Intervertebral disc degeneration (IDD) is an increasingly important cause of low back pain (LBP) that results in substantial health and economic burdens. Inflammatory pathway activation and the production of reactive oxygen species (ROS) play vital roles in the progression of IDD. Several studies have suggested that phillyrin has a protective role and inhibits inflammation and the production of ROS. However, the role of phillyrin in IDD has not been confirmed. The purpose of this study was to investigate the role of phillyrin in IDD and its mechanisms. To establish IDD models in vivo, ex-vivo, and in vitro to verify the function of phillyrin in IDD. The effects of phillyrin on extracellular matrix (ECM) degeneration, inflammation, and oxidation in nucleus pulposus (NP) cells were assessed using immunoblotting and immunofluorescence analysis. Additionally, the impact of phillyrin administration on acupuncture-mediated intervertebral disc degeneration (IDD) in rats was evaluated using various techniques such as MRI, HE staining, S-O staining, and immunohistochemistry (IHC).
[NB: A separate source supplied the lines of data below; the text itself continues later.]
//! Request descriptors and driver responses.
//!
//! Both are plain JSON-shaped values: the orchestrator never interprets a
//! [`Request`] beyond the read-only heuristic, and a [`Response`] is whatever
//! object the driver produced (conventionally carrying a `data` field).

use serde::{Deserialize, Serialize};
use serde_json::{Map, Value};

/// Description of one call handed to a driver
///
/// The well-known fields are the ones the query/mutation heuristic looks at.
/// Anything else a driver needs (headers, params, timeouts) goes in `extra`.
#[derive(Clone, Debug, Default, PartialEq, Serialize, Deserialize)]
pub struct Request {
    /// Target URL for REST-style drivers
    #[serde(default, skip_serializing_if = "Option::is_none")]
    pub url: Option<String>,

    /// HTTP method, `None` means GET
    #[serde(default, skip_serializing_if = "Option::is_none")]
    pub method: Option<String>,

    /// Query document for GraphQL-style drivers
    #[serde(default, skip_serializing_if = "Option::is_none")]
    pub query: Option<String>,

    /// Request body or GraphQL variables
    #[serde(default, skip_serializing_if = "Option::is_none")]
    pub body: Option<Value>,

    /// Driver-specific fields
    #[serde(flatten)]
    pub extra: Map<String, Value>,
}

impl Request {
    /// GET request to `url`
    #[must_use]
    pub fn get(url: impl Into<String>) -> Self {
        Self {
            url: Some(url.into()),
            ..Self::default()
        }
    }

    /// Request to `url` using an explicit HTTP method
    #[must_use]
    pub fn with_method(method: impl Into<String>, url: impl Into<String>) -> Self {
        Self {
            url: Some(url.into()),
            method: Some(method.into()),
            ..Self::default()
        }
    }

    /// POST request to `url`
    #[must_use]
    pub fn post(url: impl Into<String>) -> Self {
        Self::with_method("post", url)
    }

    /// DELETE request to `url`
    #[must_use]
    pub fn delete(url: impl Into<String>) -> Self {
        Self::with_method("delete", url)
    }

    /// GraphQL-style request carrying a query document
    #[must_use]
    pub fn graphql(query: impl Into<String>) -> Self {
        Self {
            query: Some(query.into()),
            ..Self::default()
        }
    }

    /// Builder: set the body
    #[must_use]
    pub fn with_body(mut self, body: Value) -> Self {
        self.body = Some(body);
        self
    }

    /// Builder: set a driver-specific field
    #[must_use]
    pub fn with_field(mut self, key: impl Into<String>, value: Value) -> Self {
        self.extra.insert(key.into(), value);
        self
    }

    /// Whether this call only reads data
    ///
    /// A non-empty query document is read-only unless it starts with
    /// `mutation`. Without a query document, only GET (or no method) is
    /// read-only.
    #[must_use]
    pub fn is_read_only(&self) -> bool {
        match self.query.as_deref() {
            Some(query) if !query.is_empty() => !query.trim_start().starts_with("mutation"),
            _ => self
                .method
                .as_deref()
                .is_none_or(|method| method.eq_ignore_ascii_case("get")),
        }
    }
}

/// The `request` slot of a request action: one call or a batch
#[derive(Clone, Debug, PartialEq, Serialize, Deserialize)]
#[serde(untagged)]
pub enum RequestPayload {
    /// A single driver call
    Single(Request),
    /// Several driver calls executed concurrently
    Batch(Vec<Request>),
}

impl RequestPayload {
    /// Whether this payload is a batch
    #[must_use]
    pub const fn is_batch(&self) -> bool {
        matches!(self, Self::Batch(_))
    }

    /// All requests in submission order
    #[must_use]
    pub fn as_slice(&self) -> &[Request] {
        match self {
            Self::Single(request) => std::slice::from_ref(request),
            Self::Batch(requests) => requests,
        }
    }

    /// Number of driver calls this payload produces
    #[must_use]
    pub fn len(&self) -> usize {
        self.as_slice().len()
    }

    /// Whether the payload would produce no driver call at all
    #[must_use]
    pub fn is_empty(&self) -> bool {
        self.as_slice().is_empty()
    }
}

impl From<Request> for RequestPayload {
    fn from(request: Request) -> Self {
        Self::Single(request)
    }
}

impl From<Vec<Request>> for RequestPayload {
    fn from(requests: Vec<Request>) -> Self {
        Self::Batch(requests)
    }
}

/// A driver response: a JSON object, conventionally with a `data` field
#[derive(Clone, Debug, Default, PartialEq, Serialize, Deserialize)]
#[serde(transparent)]
pub struct Response(Map<String, Value>);

impl Response {
    /// Field holding the response payload
    pub const DATA: &'static str = "data";

    /// Empty response
    #[must_use]
    pub fn new() -> Self {
        Self(Map::new())
    }

    /// Response with only a `data` field
    #[must_use]
    pub fn with_data(data: impl Into<Value>) -> Self {
        let mut response = Self::new();
        response.set_data(data.into());
        response
    }

    /// Builder: add an arbitrary field
    #[must_use]
    pub fn with_field(mut self, field: impl Into<String>, value: impl Into<Value>) -> Self {
        self.0.insert(field.into(), value.into());
        self
    }

    /// The `data` field, if any
    #[must_use]
    pub fn data(&self) -> Option<&Value> {
        self.0.get(Self::DATA)
    }

    /// Replace the `data` field
    pub fn set_data(&mut self, data: Value) {
        self.0.insert(Self::DATA.to_string(), data);
    }

    /// Any field by name
    #[must_use]
    pub fn get(&self, field: &str) -> Option<&Value> {
        self.0.get(field)
    }

    /// Field names and values
    pub fn fields(&self) -> impl Iterator<Item = (&String, &Value)> {
        self.0.iter()
    }

    /// Consume into the underlying JSON object
    #[must_use]
    pub fn into_inner(self) -> Map<String, Value> {
        self.0
    }

    /// Fold per-call batch responses into one response
    ///
    /// Every field seen in any response becomes an array holding that
    /// field's value from each response, in submission order. A response
    /// lacking a field contributes `null` at its position, so every array has
    /// exactly one entry per call.
    #[must_use]
    pub fn merge_batch(responses: &[Self]) -> Self {
        let mut field_names: Vec<&String> = Vec::new();
        for response in responses {
            for name in response.0.keys() {
                if !field_names.contains(&name) {
                    field_names.push(name);
                }
            }
        }

        let merged = field_names
            .into_iter()
            .map(|name| {
                let column = responses
                    .iter()
                    .map(|response| response.0.get(name).cloned().unwrap_or(Value::Null))
                    .collect();
                (name.clone(), Value::Array(column))
            })
            .collect();

        Self(merged)
    }
}

impl From<Map<String, Value>> for Response {
    fn from(fields: Map<String, Value>) -> Self {
        Self(fields)
    }
}

#[cfg(test)]
#[allow(clippy::unwrap_used)]
mod tests {
    use super::*;
    use proptest::prelude::*;
    use serde_json::json;

    #[test]
    fn test_get_without_method_is_read_only() {
        assert!(Request::get("/books").is_read_only());
        assert!(Request::with_method("GET", "/books").is_read_only());
        assert!(!Request::post("/books").is_read_only());
        assert!(!Request::delete("/books/1").is_read_only());
    }

    #[test]
    fn test_graphql_mutation_prefix() {
        assert!(Request::graphql("{ books { id } }").is_read_only());
        assert!(Request::graphql("query Books { books { id } }").is_read_only());
        assert!(!Request::graphql("  mutation Delete { deleteBook(id: 1) }").is_read_only());
    }

    #[test]
    fn test_empty_query_falls_back_to_method() {
        let request = Request {
            query: Some(String::new()),
            method: Some("post".into()),
            ..Request::default()
        };
        assert!(!request.is_read_only());
    }

    #[test]
    fn test_request_roundtrips_extra_fields() {
        let request: Request =
            serde_json::from_value(json!({ "url": "/books", "headers": { "x": "1" } })).unwrap();
        assert_eq!(request.url.as_deref(), Some("/books"));
        assert_eq!(request.extra.get("headers"), Some(&json!({ "x": "1" })));
    }

    #[test]
    fn test_payload_deserializes_batch_from_array() {
        let payload: RequestPayload =
            serde_json::from_value(json!([{ "url": "/a" }, { "url": "/b" }])).unwrap();
        assert!(payload.is_batch());
        assert_eq!(payload.len(), 2);
    }

    #[test]
    fn test_merge_batch_concatenates_fields() {
        let merged = Response::merge_batch(&[Response::with_data(1), Response::with_data(2)]);
        assert_eq!(merged.data(), Some(&json!([1, 2])));
    }

    #[test]
    fn test_merge_batch_fills_missing_fields_with_null() {
        let merged = Response::merge_batch(&[
            Response::with_data("a").with_field("status", 200),
            Response::with_data("b"),
        ]);
        assert_eq!(merged.data(), Some(&json!(["a", "b"])));
        assert_eq!(merged.get("status"), Some(&json!([200, null])));
    }

    proptest! {
        #[test]
        fn prop_merge_batch_keeps_submission_order(values in proptest::collection::vec(any::<i64>(), 1..16)) {
            let responses: Vec<Response> = values.iter().map(|v| Response::with_data(*v)).collect();
            let merged = Response::merge_batch(&responses);
            let expected: Vec<Value> = values.iter().map(|v| json!(v)).collect();
            prop_assert_eq!(merged.data(), Some(&Value::Array(expected)));
        }
    }
}
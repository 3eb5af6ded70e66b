//! Hook and predicate capability types
//!
//! Every hook is an `Arc<dyn Fn>` so actions and configs stay cheap to clone.
//! Hooks that may suspend return a [`BoxFuture`]. The constructor functions in
//! this module take ordinary closures and do the boxing, which keeps closure
//! signatures inferable at the call site:
//!
//! ```
//! use composable_requests_core::hooks;
//! use composable_requests_core::Response;
//!
//! let on_success = hooks::on_success(|response: Response, _action| async move {
//!     response.with_field("seen", true)
//! });
//! # let _ = on_success;
//! ```

use crate::action::RequestAction;
use crate::error::RequestError;
use crate::request::{RequestPayload, Response};
use futures::future::{BoxFuture, FutureExt};
use serde_json::Value;
use std::future::Future;
use std::sync::Arc;

/// Rewrites the outgoing request payload before execution
pub type OnRequestHook =
    Arc<dyn Fn(RequestPayload, RequestAction) -> BoxFuture<'static, RequestPayload> + Send + Sync>;

/// Receives the response and returns the one to keep
pub type OnSuccessHook =
    Arc<dyn Fn(Response, RequestAction) -> BoxFuture<'static, Response> + Send + Sync>;

/// Either recovers with a response (`Ok`) or keeps failing (`Err`)
pub type OnErrorHook = Arc<
    dyn Fn(RequestError, RequestAction) -> BoxFuture<'static, Result<Response, RequestError>>
        + Send
        + Sync,
>;

/// Side effect run when a call is aborted
pub type OnAbortHook = Arc<dyn Fn(RequestAction) -> BoxFuture<'static, ()> + Send + Sync>;

/// `(new data, currently cached data) -> data to store`
pub type GetDataFn = Arc<dyn Fn(Value, Option<Value>) -> Value + Send + Sync>;

/// Maps a failure to the error value reported downstream
pub type GetErrorFn = Arc<dyn Fn(&RequestError) -> Value + Send + Sync>;

/// Derives a key from a request action
pub type RequestKeyFn = Arc<dyn Fn(&RequestAction) -> String + Send + Sync>;

/// Boolean test over a request action
pub type RequestPredicate = Arc<dyn Fn(&RequestAction) -> bool + Send + Sync>;

/// `(current query data, mutation response data) -> new query data`
pub type MutationUpdater = Arc<dyn Fn(&Value, &Value) -> Value + Send + Sync>;

/// Build an [`OnRequestHook`] from an async closure
pub fn on_request<F, Fut>(f: F) -> OnRequestHook
where
    F: Fn(RequestPayload, RequestAction) -> Fut + Send + Sync + 'static,
    Fut: Future<Output = RequestPayload> + Send + 'static,
{
    Arc::new(move |payload, action| f(payload, action).boxed())
}

/// Build an [`OnSuccessHook`] from an async closure
pub fn on_success<F, Fut>(f: F) -> OnSuccessHook
where
    F: Fn(Response, RequestAction) -> Fut + Send + Sync + 'static,
    Fut: Future<Output = Response> + Send + 'static,
{
    Arc::new(move |response, action| f(response, action).boxed())
}

/// Build an [`OnErrorHook`] from an async closure
pub fn on_error<F, Fut>(f: F) -> OnErrorHook
where
    F: Fn(RequestError, RequestAction) -> Fut + Send + Sync + 'static,
    Fut: Future<Output = Result<Response, RequestError>> + Send + 'static,
{
    Arc::new(move |error, action| f(error, action).boxed())
}

/// Build an [`OnAbortHook`] from an async closure
pub fn on_abort<F, Fut>(f: F) -> OnAbortHook
where
    F: Fn(RequestAction) -> Fut + Send + Sync + 'static,
    Fut: Future<Output = ()> + Send + 'static,
{
    Arc::new(move |action| f(action).boxed())
}

/// Build a [`GetDataFn`]
pub fn get_data<F>(f: F) -> GetDataFn
where
    F: Fn(Value, Option<Value>) -> Value + Send + Sync + 'static,
{
    Arc::new(f)
}

/// Build a [`GetErrorFn`]
pub fn get_error<F>(f: F) -> GetErrorFn
where
    F: Fn(&RequestError) -> Value + Send + Sync + 'static,
{
    Arc::new(f)
}

/// Build a [`RequestKeyFn`]
pub fn request_key<F>(f: F) -> RequestKeyFn
where
    F: Fn(&RequestAction) -> String + Send + Sync + 'static,
{
    Arc::new(f)
}

/// Build a [`RequestPredicate`]
pub fn predicate<F>(f: F) -> RequestPredicate
where
    F: Fn(&RequestAction) -> bool + Send + Sync + 'static,
{
    Arc::new(f)
}

/// Build a [`MutationUpdater`]
pub fn mutation_updater<F>(f: F) -> MutationUpdater
where
    F: Fn(&Value, &Value) -> Value + Send + Sync + 'static,
{
    Arc::new(f)
}

#[cfg(test)]
mod tests {
    use super::*;
    use crate::request::Request;
    use serde_json::json;

    fn action() -> RequestAction {
        RequestAction::new("FETCH", Request::get("/books"))
    }

    #[tokio::test]
    async fn test_async_hooks_resolve() {
        let hook = on_success(|response: Response, action: RequestAction| async move {
            response.with_field("type", action.action_type)
        });
        let response = hook(Response::with_data(1), action()).await;
        assert_eq!(response.get("type"), Some(&json!("FETCH")));

        let recover = on_error(|_error, _action| async { Ok::<_, RequestError>(Response::with_data("cached")) });
        assert_eq!(recover(RequestError::driver("down"), action()).await, Ok(Response::with_data("cached")));
    }

    #[test]
    fn test_sync_hooks() {
        let merge = get_data(|data, cached| json!([cached, data]));
        assert_eq!(merge(json!(2), Some(json!(1))), json!([1, 2]));

        let key = request_key(|action| format!("{}:{}", action.action_type, action.request.len()));
        assert_eq!(key(&action()), "FETCH:1");
    }
}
Pretreatment with phillyrin significantly inhibited the IL-1β-mediated reduction in the degeneration of ECM and apoptosis by alleviating activation of the NF-κB inflammatory pathway and the generation of ROS. In addition, in vivo and ex-vivo experiments verified the protective effect of phillyrin against IDD. Phillyrin can attenuate the progression of IDD by reducing ROS production and activating inflammatory pathways.